◆ WHAT YOU SHOULD DO: All lines with the word "stage" are to be found and copied from the listing.

◆ DATA SUPPLIED:

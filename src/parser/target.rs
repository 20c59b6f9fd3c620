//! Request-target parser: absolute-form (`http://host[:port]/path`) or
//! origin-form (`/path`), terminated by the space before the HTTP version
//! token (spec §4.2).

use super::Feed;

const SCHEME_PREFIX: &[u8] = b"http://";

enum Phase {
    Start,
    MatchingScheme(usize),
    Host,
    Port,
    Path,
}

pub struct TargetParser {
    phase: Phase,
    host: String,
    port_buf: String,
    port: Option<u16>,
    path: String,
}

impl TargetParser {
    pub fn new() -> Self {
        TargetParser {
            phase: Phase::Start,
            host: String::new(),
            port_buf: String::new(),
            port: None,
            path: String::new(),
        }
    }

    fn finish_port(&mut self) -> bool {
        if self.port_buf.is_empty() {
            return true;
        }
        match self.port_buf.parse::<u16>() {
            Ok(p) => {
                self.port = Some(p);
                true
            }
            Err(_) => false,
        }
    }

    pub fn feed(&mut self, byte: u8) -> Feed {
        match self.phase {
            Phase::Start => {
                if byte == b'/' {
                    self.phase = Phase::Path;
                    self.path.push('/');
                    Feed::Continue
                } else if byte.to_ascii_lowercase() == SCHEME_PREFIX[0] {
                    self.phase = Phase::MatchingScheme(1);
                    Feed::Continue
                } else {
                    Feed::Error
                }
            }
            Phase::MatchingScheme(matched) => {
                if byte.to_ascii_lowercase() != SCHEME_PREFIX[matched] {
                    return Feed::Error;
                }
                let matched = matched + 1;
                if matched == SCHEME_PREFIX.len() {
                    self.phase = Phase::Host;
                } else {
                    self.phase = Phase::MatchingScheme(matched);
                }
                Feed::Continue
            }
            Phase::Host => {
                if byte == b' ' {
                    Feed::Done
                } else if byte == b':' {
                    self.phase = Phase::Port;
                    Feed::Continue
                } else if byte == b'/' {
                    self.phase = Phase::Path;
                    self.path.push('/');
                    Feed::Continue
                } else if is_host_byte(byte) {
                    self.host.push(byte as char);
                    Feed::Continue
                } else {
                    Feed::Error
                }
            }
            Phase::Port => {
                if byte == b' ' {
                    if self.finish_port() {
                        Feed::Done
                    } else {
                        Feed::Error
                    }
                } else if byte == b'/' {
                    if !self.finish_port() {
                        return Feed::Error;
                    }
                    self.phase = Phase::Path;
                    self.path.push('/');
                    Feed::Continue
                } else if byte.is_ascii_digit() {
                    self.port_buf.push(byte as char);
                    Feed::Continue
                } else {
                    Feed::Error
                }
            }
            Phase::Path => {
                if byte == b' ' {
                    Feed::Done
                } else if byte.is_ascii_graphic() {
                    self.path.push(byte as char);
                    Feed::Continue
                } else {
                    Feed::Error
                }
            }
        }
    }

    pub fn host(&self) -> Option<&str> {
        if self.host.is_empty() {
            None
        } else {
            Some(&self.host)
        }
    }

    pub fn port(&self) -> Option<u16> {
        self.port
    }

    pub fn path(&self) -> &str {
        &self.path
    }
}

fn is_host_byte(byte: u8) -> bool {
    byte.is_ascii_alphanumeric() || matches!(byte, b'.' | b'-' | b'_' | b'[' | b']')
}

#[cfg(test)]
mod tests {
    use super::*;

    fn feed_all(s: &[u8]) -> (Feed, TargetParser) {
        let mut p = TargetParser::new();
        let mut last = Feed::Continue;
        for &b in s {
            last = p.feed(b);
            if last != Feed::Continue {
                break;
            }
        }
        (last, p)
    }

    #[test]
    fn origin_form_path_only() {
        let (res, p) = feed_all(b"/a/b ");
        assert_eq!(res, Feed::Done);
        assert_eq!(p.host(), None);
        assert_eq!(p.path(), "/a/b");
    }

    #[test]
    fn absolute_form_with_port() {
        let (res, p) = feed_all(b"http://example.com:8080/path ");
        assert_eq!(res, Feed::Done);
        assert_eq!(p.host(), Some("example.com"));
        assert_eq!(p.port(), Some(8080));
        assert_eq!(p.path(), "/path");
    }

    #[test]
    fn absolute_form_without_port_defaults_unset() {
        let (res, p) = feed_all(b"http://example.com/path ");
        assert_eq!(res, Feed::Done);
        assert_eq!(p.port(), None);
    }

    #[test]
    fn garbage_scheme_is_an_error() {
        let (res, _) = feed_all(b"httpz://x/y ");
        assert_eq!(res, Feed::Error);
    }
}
--
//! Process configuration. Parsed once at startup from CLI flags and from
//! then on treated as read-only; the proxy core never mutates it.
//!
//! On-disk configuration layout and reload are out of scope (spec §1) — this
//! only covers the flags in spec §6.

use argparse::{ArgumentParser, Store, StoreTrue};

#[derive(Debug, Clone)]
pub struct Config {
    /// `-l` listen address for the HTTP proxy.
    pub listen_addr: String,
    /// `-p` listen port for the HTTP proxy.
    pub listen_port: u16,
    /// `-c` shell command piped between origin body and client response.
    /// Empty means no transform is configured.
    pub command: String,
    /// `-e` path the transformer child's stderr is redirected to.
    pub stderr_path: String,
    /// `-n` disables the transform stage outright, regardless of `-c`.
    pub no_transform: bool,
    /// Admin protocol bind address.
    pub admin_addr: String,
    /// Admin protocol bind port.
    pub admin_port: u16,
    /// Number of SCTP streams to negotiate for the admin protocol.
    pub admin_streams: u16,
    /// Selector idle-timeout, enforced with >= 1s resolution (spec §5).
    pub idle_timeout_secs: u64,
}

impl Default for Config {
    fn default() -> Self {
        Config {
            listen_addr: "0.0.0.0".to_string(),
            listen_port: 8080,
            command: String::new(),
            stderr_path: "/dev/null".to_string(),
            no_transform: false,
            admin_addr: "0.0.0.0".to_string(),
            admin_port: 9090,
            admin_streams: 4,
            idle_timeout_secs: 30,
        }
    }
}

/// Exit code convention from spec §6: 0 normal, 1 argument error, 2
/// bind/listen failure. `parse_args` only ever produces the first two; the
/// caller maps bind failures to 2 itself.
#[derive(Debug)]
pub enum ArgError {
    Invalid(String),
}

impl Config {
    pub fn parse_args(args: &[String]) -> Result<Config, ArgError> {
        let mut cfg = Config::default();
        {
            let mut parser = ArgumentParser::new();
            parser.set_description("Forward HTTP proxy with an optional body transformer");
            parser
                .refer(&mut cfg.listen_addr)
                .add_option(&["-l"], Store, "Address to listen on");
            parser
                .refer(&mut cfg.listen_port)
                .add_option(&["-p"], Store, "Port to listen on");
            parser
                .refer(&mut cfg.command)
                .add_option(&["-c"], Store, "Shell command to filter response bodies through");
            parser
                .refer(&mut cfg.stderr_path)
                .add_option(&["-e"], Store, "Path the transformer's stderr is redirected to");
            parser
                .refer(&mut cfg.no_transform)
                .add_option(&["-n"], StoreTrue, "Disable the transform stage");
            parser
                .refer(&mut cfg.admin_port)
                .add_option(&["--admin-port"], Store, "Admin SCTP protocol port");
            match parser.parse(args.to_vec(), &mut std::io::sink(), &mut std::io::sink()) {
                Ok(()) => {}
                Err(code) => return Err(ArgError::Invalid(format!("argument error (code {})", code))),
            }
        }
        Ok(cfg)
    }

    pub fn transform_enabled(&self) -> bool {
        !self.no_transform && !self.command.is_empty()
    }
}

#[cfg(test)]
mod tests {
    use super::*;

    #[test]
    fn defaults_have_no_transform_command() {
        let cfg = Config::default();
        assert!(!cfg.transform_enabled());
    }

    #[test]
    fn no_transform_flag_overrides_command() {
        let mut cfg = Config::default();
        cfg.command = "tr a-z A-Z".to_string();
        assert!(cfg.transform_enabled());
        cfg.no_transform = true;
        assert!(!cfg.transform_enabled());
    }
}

◆ TASK OUTPUT:
    /// `-n` disables the transform stage outright, regardless of `-c`.
                .add_option(&["-n"], StoreTrue, "Disable the transform stage");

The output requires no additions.